Cette loi n'a rien à voir avec la justice sociale (dont Hayek a si bien parlé). Elle ne dit pas que les pauvres ont un droit au travail, au logement, à la santé et à jouir du fruit du travail des autres. Elle ne dit pas que les pauvres ont le droit de voler les riches (même pour de bonnes raisons).
Elle dit simplement que tout homme a des droits fondamentaux que sont la liberté, la propriété et la vie. Et le rôle de l'Etat c'est bien de faire respecter ces droits.
Donc toute intervention visant à redistribuer par la coercition les fruits du travail des uns au profit des autres (même si ce sont des pauvres) est injuste et contraire à la loi naturelle.
Je ne vois aucune exception possible à ce principe.

Cela n'empêche pas bien sûr de rappeler, comme le fait le Pape dans sa dernière Encyclique, la primauté du don dans les relations personnelles. Autrement dit, la politique et l'économie sont subordonnées à la morale. Mais le don contraint et forcé perd toute sa valeur morale. Le don est libre ou il n'est pas.
Amicalement
Nicomaque
Pierre et Marie a dit…
Merci Damien pour ta réponse et au passage bravo pour ton blog très intéressant.
Juste une remarque pour éclairer mon premier propos.
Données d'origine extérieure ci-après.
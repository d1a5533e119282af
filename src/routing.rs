//! Keyword-based model routing.
//!
//! A pure function of the prompt text and two static keyword tables. The
//! reasoning table is consulted first, then the simple-task table; the
//! fast tier is the default when neither matches.

/// Model used for reasoning-heavy prompts.
pub const REASONING_MODEL: &str = "deepseek-reasoner";

/// Default model for conversational and simple tasks.
pub const FAST_MODEL: &str = "deepseek-chat";

/// Substrings indicating the prompt needs multi-step reasoning.
const REASONING_KEYWORDS: &[&str] = &[
    "analyze",
    "reason",
    "explain why",
    "compare",
    "evaluate",
    "which is better",
    "pros and cons",
    "calculate",
    "solve",
    "prove",
    "deduce",
];

/// Substrings indicating a simple transform the fast tier handles well.
const SIMPLE_KEYWORDS: &[&str] = &[
    "translate",
    "summarize",
    "list",
    "enumerate",
    "generate html",
    "json format",
];

/// Select a model for `prompt`. Case-insensitive substring match.
pub fn route(prompt: &str) -> &'static str {
    let lowered = prompt.to_lowercase();

    if REASONING_KEYWORDS.iter().any(|k| lowered.contains(k)) {
        tracing::debug!("routing to {} (reasoning keywords)", REASONING_MODEL);
        return REASONING_MODEL;
    }

    if SIMPLE_KEYWORDS.iter().any(|k| lowered.contains(k)) {
        tracing::debug!("routing to {} (simple-task keywords)", FAST_MODEL);
        return FAST_MODEL;
    }

    tracing::debug!("routing to {} (default)", FAST_MODEL);
    FAST_MODEL
}

#[cfg(test)]
mod tests {
    use super::*;

    #[test]
    fn test_reasoning_keywords_route_to_reasoning_tier() {
        assert_eq!(route("Please analyze this dataset"), REASONING_MODEL);
        assert_eq!(route("explain why the sky is blue"), REASONING_MODEL);
        assert_eq!(route("solve 2x + 3 = 7"), REASONING_MODEL);
    }

    #[test]
    fn test_routing_is_case_insensitive() {
        assert_eq!(route("ANALYZE the quarterly numbers"), REASONING_MODEL);
        assert_eq!(route("CoMpArE these two options"), REASONING_MODEL);
        assert_eq!(route("TRANSLATE this to French"), FAST_MODEL);
    }

    #[test]
    fn test_simple_keywords_route_to_fast_tier() {
        assert_eq!(route("translate hello into Spanish"), FAST_MODEL);
        assert_eq!(route("summarize this article"), FAST_MODEL);
    }

    #[test]
    fn test_reasoning_table_wins_over_simple_table() {
        // Matches both tables; the reasoning table is consulted first.
        assert_eq!(route("analyze and summarize this report"), REASONING_MODEL);
    }

    #[test]
    fn test_default_is_fast_tier() {
        assert_eq!(route("hello there"), FAST_MODEL);
        assert_eq!(route(""), FAST_MODEL);
    }
}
Lorsque j'évoque la loi naturelle, c'est dans l'hypothèse dans laquelle les avancées scientifiques de pays riches permettraient de sauver des vies dans les pays pauvres. Cela dépasse donc me semble-t-il la simple justice sociale, et c'est pourquoi je trouve cet exemple intéressant. Dans ce cas la liberté du don peut-elle primer sur la défense de la vie?
Par ailleurs, puisque tu cites l'encyclique, est-il possible d’analyser politiquement parlant la position de Benoît XVI ? Pourrait-on parler d’un certain libéralisme, dans la mesure où il tend à responsabiliser chaque individu, teinté de conservatisme, puisque le vivre ensemble ne peut exister qu’à travers des ordres de moralité ?
Le libéralisme économique et le conservatisme moral sont-elles deux notions qui peuvent coexister sans fragiliser la notion même de liberté ? (question de béotien sans doute, pardonne moi !)
Damien Theillier a dit…

Ok, j'ai répondu à côté de ta question ! En effet, si on parle de "sauver des vies" on se retrouve dans un conflit entre deux droits : le droit de propriété et le droit à la vie. Saint Thomas évoque ce problème et dit qu'un homme qui va mourir de faim peut s'approprier ce qu'il trouve pour survivre et que dans ce cas il n'y a pas de vol. Le problème avec ton exemple c'est qu'on ne parle plus d'individus mais d'entités sociales (les pauvres des pays du Sud... les riches du Nord) c'est-à-dire qu'on sort complètement du cadre de la relation entre deux individus. Si on sort de ce cadre, on s'expose à toutes les dérives collectivistes.


Tu as raison, je pense qu'il y a dans la pensée catholique une tentative de synthèse de deux principes : un principe individualiste-libéral (l'individu est la seule entité qui agisse librement et moralement, il n'y a de responsabilité qu'individuelle) et un principe social-conservateur (sans autorités sociales, familles, églises, traditions, associations, l'individu ne peut pas se réaliser en tant qu'individu).
La société civile, en tant que distincte de l’Etat, est un tissu de ces autorités naturelles ou culturelles sans lesquelles l’individu ne peut exercer concrètement sa liberté et sa responsabilité : autorité des parents sur les enfants, du prêtre vis-à-vis des croyants, de l'enseignant sur l'élève, du maître sur l'apprenti, et ainsi de suite.

Mais cette synthèse est souvent mal faite par les catholiques (ou les conservateurs français) et tend vers une forme de collectivisme larvée, vers la négation du droit de propriété ou de la libre concurrence, vers un renforcement du pouvoir central de l’Etat et vers l’affirmation de prétendus droits sociaux qui n’existent pas.

C’est là que la philosophie politique américaine m’intéresse, en particulier le débat entre les conservateurs traditionalistes et les libertariens (tous deux situés à droite sur l’échiquier politique). A mon avis, c’est là qu’il faut aller chercher des éléments de réponse.